Write out again, exactly, the lines below starting at the one with "2]).as_list().map(|l| l.len()), Ok(2));" and ending at the one with "assert!(!Value::List(vec![]).is_truthy());".

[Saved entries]
>>>
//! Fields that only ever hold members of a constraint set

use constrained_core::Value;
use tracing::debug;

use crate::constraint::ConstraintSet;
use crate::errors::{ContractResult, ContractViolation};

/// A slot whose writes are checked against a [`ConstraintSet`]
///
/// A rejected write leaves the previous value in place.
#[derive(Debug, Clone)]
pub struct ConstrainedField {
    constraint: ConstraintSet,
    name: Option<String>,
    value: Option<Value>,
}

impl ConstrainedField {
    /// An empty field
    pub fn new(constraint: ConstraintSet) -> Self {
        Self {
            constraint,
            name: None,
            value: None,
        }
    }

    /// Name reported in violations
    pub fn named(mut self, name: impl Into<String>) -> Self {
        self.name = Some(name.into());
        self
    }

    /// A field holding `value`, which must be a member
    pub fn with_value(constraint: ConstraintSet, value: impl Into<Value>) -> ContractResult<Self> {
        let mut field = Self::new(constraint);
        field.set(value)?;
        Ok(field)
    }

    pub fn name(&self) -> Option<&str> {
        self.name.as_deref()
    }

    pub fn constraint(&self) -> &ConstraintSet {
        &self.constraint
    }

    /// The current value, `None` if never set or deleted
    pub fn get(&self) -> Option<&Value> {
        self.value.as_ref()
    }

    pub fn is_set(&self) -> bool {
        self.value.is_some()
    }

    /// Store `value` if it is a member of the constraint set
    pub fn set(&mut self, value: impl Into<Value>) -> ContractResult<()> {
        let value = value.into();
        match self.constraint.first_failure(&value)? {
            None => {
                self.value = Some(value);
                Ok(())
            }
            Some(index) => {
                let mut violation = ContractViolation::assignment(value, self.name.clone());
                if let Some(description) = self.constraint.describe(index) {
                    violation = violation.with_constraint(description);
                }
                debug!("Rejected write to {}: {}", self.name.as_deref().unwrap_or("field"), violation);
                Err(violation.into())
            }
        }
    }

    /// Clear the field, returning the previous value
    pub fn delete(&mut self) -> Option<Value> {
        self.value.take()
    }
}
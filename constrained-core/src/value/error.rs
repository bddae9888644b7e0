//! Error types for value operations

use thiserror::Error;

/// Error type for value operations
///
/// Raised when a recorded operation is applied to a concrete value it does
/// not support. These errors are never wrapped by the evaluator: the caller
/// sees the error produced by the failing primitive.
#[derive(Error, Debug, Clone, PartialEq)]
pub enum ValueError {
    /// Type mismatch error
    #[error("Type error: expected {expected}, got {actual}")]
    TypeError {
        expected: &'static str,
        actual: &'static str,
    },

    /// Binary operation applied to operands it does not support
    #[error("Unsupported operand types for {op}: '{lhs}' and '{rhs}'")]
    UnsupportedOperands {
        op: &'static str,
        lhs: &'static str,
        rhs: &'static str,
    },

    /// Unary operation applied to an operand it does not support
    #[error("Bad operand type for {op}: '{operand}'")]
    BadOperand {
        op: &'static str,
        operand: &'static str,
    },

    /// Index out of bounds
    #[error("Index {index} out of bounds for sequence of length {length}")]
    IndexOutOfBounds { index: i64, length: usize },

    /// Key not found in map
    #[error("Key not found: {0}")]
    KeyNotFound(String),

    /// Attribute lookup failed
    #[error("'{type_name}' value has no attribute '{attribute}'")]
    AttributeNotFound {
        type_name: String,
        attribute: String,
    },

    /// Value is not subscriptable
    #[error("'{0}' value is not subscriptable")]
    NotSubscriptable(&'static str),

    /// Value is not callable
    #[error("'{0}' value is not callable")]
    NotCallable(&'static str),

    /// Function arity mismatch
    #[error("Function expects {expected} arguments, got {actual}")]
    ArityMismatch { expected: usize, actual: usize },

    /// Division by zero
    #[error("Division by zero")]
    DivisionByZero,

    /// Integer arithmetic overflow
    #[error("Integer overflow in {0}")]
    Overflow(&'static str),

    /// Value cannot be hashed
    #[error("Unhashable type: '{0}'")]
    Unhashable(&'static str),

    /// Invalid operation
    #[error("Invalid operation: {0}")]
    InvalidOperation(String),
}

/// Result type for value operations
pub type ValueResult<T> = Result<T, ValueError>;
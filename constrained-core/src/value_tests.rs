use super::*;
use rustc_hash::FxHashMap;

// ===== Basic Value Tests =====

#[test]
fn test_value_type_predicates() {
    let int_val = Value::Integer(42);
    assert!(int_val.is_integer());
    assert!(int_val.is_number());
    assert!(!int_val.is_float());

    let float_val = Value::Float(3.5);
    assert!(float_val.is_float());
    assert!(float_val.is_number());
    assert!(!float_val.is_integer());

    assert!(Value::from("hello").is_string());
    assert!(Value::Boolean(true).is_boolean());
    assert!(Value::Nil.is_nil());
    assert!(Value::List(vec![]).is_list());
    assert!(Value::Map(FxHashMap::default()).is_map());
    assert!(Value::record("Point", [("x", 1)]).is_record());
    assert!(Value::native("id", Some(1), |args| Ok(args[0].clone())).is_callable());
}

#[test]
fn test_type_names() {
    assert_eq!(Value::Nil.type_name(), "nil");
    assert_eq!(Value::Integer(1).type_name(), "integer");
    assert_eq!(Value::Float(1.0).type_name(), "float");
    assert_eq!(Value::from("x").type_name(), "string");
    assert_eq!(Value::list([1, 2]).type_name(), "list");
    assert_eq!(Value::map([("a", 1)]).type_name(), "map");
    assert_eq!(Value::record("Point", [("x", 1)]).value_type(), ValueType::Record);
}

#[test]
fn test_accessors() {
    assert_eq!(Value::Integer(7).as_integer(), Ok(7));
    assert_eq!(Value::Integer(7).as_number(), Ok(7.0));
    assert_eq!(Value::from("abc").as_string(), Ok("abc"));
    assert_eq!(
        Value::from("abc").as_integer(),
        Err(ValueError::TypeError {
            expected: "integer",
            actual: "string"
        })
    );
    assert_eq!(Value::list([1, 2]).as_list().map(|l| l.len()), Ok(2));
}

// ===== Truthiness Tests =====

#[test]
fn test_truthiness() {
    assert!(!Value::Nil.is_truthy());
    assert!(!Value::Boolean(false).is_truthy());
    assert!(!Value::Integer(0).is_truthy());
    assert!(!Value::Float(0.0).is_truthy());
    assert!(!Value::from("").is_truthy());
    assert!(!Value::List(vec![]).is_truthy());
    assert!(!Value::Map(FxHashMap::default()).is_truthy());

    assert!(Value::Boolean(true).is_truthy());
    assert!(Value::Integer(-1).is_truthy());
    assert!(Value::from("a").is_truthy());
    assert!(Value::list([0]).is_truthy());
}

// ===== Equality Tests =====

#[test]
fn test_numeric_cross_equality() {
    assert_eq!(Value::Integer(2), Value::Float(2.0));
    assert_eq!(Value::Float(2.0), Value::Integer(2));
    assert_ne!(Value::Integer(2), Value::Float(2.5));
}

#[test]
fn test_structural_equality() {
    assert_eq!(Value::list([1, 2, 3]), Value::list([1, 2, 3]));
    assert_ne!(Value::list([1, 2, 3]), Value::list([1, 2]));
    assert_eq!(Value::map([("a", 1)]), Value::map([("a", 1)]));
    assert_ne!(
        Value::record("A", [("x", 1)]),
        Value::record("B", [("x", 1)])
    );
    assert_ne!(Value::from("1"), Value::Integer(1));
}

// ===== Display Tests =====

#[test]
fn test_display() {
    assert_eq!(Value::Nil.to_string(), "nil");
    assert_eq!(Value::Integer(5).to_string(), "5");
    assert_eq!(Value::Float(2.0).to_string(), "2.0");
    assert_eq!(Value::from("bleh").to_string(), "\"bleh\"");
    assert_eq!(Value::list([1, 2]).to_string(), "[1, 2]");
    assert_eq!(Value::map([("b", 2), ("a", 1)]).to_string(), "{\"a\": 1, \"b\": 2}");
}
<<<
>>>
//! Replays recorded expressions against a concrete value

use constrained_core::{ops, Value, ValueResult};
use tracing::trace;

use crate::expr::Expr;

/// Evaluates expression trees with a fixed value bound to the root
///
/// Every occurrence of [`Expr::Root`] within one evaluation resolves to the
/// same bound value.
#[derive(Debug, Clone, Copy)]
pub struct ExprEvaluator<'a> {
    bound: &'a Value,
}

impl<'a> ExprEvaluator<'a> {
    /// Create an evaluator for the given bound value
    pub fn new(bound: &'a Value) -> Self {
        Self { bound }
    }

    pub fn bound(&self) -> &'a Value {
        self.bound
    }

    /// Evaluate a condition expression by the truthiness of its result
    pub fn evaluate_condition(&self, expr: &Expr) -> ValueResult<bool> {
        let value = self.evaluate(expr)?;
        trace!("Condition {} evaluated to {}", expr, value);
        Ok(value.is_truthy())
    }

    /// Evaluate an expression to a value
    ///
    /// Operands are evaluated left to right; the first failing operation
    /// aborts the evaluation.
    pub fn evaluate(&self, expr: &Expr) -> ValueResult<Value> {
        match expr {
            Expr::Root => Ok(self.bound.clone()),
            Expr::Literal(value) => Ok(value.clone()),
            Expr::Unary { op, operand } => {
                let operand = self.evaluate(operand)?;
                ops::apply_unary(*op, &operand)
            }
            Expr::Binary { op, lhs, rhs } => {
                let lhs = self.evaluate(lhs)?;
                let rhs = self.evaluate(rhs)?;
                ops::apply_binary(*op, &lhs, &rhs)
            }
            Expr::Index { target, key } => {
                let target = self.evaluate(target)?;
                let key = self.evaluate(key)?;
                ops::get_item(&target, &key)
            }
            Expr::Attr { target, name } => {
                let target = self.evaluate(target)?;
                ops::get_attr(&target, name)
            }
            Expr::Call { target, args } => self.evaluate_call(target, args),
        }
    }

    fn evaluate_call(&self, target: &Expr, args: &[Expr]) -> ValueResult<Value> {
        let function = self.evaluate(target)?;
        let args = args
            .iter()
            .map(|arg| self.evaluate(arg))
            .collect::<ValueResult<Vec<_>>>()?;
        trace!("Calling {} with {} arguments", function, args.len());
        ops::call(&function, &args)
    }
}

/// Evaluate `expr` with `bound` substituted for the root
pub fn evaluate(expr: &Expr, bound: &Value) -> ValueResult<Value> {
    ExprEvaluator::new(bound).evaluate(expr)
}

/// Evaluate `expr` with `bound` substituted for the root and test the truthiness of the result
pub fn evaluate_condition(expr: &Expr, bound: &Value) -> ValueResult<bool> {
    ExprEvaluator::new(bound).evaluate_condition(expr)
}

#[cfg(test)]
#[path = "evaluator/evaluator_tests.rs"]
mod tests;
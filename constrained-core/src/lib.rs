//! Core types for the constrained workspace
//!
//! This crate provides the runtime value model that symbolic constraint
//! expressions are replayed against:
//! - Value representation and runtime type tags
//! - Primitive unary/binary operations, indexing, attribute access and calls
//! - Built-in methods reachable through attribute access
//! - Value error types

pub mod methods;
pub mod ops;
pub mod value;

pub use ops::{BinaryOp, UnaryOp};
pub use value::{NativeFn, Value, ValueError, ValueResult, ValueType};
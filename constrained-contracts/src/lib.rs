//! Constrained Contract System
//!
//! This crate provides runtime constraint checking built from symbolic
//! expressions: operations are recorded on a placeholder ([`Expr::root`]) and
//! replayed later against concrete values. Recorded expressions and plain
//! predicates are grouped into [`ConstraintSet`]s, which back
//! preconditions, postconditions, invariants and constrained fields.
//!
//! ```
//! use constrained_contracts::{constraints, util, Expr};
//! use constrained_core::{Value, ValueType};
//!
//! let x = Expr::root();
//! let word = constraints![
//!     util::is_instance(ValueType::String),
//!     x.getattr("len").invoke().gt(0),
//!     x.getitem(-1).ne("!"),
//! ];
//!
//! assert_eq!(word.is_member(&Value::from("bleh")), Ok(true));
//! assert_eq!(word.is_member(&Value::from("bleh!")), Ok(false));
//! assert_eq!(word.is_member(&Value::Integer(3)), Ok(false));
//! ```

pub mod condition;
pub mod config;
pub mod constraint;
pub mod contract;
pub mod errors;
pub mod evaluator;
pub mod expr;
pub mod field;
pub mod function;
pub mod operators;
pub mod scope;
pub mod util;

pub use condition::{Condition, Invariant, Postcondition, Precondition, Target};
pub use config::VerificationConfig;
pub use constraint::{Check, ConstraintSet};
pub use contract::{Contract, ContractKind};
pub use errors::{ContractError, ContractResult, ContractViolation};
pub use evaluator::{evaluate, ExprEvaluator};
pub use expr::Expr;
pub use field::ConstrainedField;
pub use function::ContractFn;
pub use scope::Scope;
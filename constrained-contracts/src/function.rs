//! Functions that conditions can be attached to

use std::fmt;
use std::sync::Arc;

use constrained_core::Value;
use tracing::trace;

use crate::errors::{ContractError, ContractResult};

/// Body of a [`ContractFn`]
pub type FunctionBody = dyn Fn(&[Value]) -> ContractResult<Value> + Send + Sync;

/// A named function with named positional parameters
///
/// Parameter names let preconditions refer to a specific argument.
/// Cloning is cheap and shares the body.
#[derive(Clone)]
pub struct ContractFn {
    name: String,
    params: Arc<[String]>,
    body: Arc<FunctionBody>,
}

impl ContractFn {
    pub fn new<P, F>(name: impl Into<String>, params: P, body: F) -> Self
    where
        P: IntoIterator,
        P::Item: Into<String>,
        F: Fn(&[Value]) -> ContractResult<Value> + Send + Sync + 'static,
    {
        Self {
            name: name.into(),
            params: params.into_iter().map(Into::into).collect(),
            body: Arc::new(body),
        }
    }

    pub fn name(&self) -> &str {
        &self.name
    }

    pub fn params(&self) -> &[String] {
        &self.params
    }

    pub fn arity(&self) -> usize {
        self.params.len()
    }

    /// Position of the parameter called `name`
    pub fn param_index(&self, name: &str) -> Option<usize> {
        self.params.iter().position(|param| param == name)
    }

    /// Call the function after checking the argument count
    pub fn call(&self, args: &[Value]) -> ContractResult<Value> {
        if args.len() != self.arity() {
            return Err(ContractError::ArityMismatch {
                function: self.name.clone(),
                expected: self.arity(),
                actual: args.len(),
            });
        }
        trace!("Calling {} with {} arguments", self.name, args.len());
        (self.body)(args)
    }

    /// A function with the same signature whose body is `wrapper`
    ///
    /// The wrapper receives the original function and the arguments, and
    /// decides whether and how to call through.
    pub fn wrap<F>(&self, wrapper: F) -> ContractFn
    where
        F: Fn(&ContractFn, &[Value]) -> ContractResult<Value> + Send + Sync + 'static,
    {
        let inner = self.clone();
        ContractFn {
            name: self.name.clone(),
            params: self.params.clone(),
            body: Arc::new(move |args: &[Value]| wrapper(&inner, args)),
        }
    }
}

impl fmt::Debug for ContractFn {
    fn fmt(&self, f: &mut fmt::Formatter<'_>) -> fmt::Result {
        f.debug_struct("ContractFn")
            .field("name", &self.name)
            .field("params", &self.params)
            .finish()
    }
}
<<<
◆ **Solution to this problem**:
    assert_eq!(Value::list([1, 2]).as_list().map(|l| l.len()), Ok(2));
}

// ===== Truthiness Tests =====

#[test]
fn test_truthiness() {
    assert!(!Value::Nil.is_truthy());
    assert!(!Value::Boolean(false).is_truthy());
    assert!(!Value::Integer(0).is_truthy());
    assert!(!Value::Float(0.0).is_truthy());
    assert!(!Value::from("").is_truthy());
    assert!(!Value::List(vec![]).is_truthy());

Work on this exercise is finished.